Medicine (General) 0303 health sciences Genes, Essential Genotype QH301-705.5 Genetic Pleiotropy robustness Articles Saccharomyces cerevisiae Evolution, Molecular 03 medical and health sciences R5-920 Phenotype Gene Expression Regulation, Fungal pleiotropy Databases, Genetic Image Processing, Computer-Assisted Genetic Fitness RNA, Messenger heterogeneity variation Biology (General) Alleles Gene Deletion
DOI: 10.15252/msb.20145264 Publication Date: 2015-01-22T05:32:24Z
ABSTRACT
The concept of robustness in biology has gained much attention recently, but a mechanistic understanding of how genetic networks regulate phenotypic variation has remained elusive.

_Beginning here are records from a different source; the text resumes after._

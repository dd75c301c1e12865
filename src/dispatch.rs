//! Request dispatcher.
//!
//! Runs the path classifier on every request. Protocol matches go to the
//! smart or file handlers; everything else is checked out, published, and
//! rewritten to a ref-scoped path before being handed to the next stage.

use std::path::PathBuf;

use anyhow::{Context, Result};
use axum::extract::{Query, Request, State};
use axum::http::Uri;
use axum::middleware::Next;
use axum::response::{IntoResponse, Response};
use serde::Deserialize;

use crate::checkout::publish::publish;
use crate::git_http::errors::GitHttpError;
use crate::git_http::routes::{Classification, GitOp, classify};
use crate::git_http::{GitService, files, smart};
use crate::state::GatewayState;
use crate::validation::refname::validate_repo_prefix;

/// Ref override header consumed on pass-through requests.
pub const GIT_REF_HEADER: &str = "x-git-ref";

#[derive(Debug, Deserialize)]
struct ServiceQuery {
    service: Option<String>,
}

pub async fn dispatch(State(state): State<GatewayState>, req: Request, next: Next) -> Response {
    let method = req.method().clone();
    let path = req.uri().path().to_string();

    match classify(&method, &path) {
        Classification::MethodMismatch { op, allowed } => {
            tracing::debug!("{method} {path} matched {op:?} which requires {allowed}");
            GitHttpError::MethodNotAllowed.into_response()
        }
        Classification::Protocol {
            op,
            repo_prefix,
            matched,
        } => match handle_protocol(&state, op, &repo_prefix, &matched, req).await {
            Ok(resp) => resp,
            Err(err) => err.into_response(),
        },
        Classification::PassThrough => pass_through(state, req, next).await,
    }
}

async fn handle_protocol(
    state: &GatewayState,
    op: GitOp,
    repo_prefix: &str,
    matched: &str,
    req: Request,
) -> Result<Response, GitHttpError> {
    let repo = resolve_repository(state, repo_prefix)?;
    match op {
        GitOp::InfoRefs => {
            let service = query_service(req.uri())?.ok_or_else(|| {
                GitHttpError::BadRequest("missing service query parameter".into())
            })?;
            smart::advertise_refs(state, &repo, service).await
        }
        GitOp::UploadPack | GitOp::ReceivePack => {
            let from_path = if op == GitOp::UploadPack {
                GitService::UploadPack
            } else {
                GitService::ReceivePack
            };
            let service = query_service(req.uri())?.unwrap_or(from_path);
            smart::service_rpc(state, &repo, service, req).await
        }
        _ => files::serve_repo_file(op, &repo, matched).await,
    }
}

/// Repository resolution: a non-empty path prefix before the matched route
/// joins the app root, otherwise the configured default repository.
fn resolve_repository(state: &GatewayState, prefix: &str) -> Result<PathBuf, GitHttpError> {
    if prefix.is_empty() {
        return Ok(state.config.repository_dir());
    }
    validate_repo_prefix(prefix).map_err(|err| GitHttpError::BadRequest(err.to_string()))?;
    Ok(state.config.app_root.join(prefix.trim_start_matches('/')))
}

fn query_service(uri: &Uri) -> Result<Option<GitService>, GitHttpError> {
    let Query(q) = Query::<ServiceQuery>::try_from_uri(uri)
        .map_err(|err| GitHttpError::BadRequest(format!("invalid query string: {err}")))?;
    match q.service {
        None => Ok(None),
        Some(name) => GitService::parse(&name)
            .map(Some)
            .ok_or_else(|| GitHttpError::BadRequest(format!("unsupported service {name:?}"))),
    }
}

async fn pass_through(state: GatewayState, mut req: Request, next: Next) -> Response {
    let ref_name = match req.headers().get(GIT_REF_HEADER).map(|v| v.to_str()) {
        Some(Ok(value)) => value.to_string(),
        Some(Err(_)) => {
            return GitHttpError::BadRequest("x-git-ref header is not valid UTF-8".into())
                .into_response();
        }
        None => state.config.default_ref.clone(),
    };

    let repo = state.config.repository_dir();
    let checkout = match state.checkouts.ensure_checked_out(&repo, &ref_name).await {
        Ok(checkout) => checkout,
        Err(err) => {
            tracing::warn!("checkout of {ref_name} failed: {err:#}");
            return GitHttpError::Internal(format!("checkout of {ref_name} failed"))
                .into_response();
        }
    };
    if let Err(err) = publish(&state.config.app_root, &checkout, &ref_name).await {
        tracing::warn!("publication of {ref_name} failed: {err:#}");
        return GitHttpError::Internal(format!("publication of {ref_name} failed"))
            .into_response();
    }

    match prefix_uri(req.uri(), &ref_name) {
        Ok(uri) => *req.uri_mut() = uri,
        Err(err) => return GitHttpError::Internal(err.to_string()).into_response(),
    }
    tracing::debug!("pass-through rewritten to {}", req.uri());
    next.run(req).await
}

/// Prefix the request path with `/<ref>`, preserving the query string.
fn prefix_uri(uri: &Uri, ref_name: &str) -> Result<Uri> {
    let path = uri.path();
    let path_and_query = match uri.query() {
        Some(query) => format!("/{ref_name}{path}?{query}"),
        None => format!("/{ref_name}{path}"),
    };
    let mut parts = uri.clone().into_parts();
    parts.path_and_query = Some(
        path_and_query
            .parse()
            .context("rewritten path is not a valid URI")?,
    );
    Uri::from_parts(parts).context("failed to rebuild rewritten URI")
}

#[cfg(test)]
mod tests {
    use super::*;

    #[test]
    fn prefix_uri_prepends_ref() {
        let uri: Uri = "/index.html".parse().unwrap();
        assert_eq!(
            prefix_uri(&uri, "feature-x").unwrap().to_string(),
            "/feature-x/index.html"
        );
    }

    #[test]
    fn prefix_uri_keeps_query() {
        let uri: Uri = "/search?q=term".parse().unwrap();
        assert_eq!(
            prefix_uri(&uri, "master").unwrap().to_string(),
            "/master/search?q=term"
        );
    }

    #[test]
    fn prefix_uri_handles_slash_refs() {
        let uri: Uri = "/index.html".parse().unwrap();
        assert_eq!(
            prefix_uri(&uri, "feature/login").unwrap().to_string(),
            "/feature/login/index.html"
        );
    }
}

One approach to understand the genetic architecture of variability has been to analyze dispensable gene deletions in model organisms; however, the most important genes cannot be deleted. Here, we have utilized two systems in yeast whereby essential genes have been altered to reduce expression. Using high-throughput microscopy and image analysis, we have characterized a large number of morphological phenotypes, and their associated variation, for the majority of essential genes in yeast. Our results indicate that phenotypic robustness is more highly dependent upon the expression of essential genes than on the presence of dispensable genes. Morphological robustness appears to be a general property of a genotype that is closely related to pleiotropy. While the fitness profile across a range of expression levels is idiosyncratic to each gene, the global pattern indicates that there is a window in which phenotypic variation can be released before fitness effects are observable.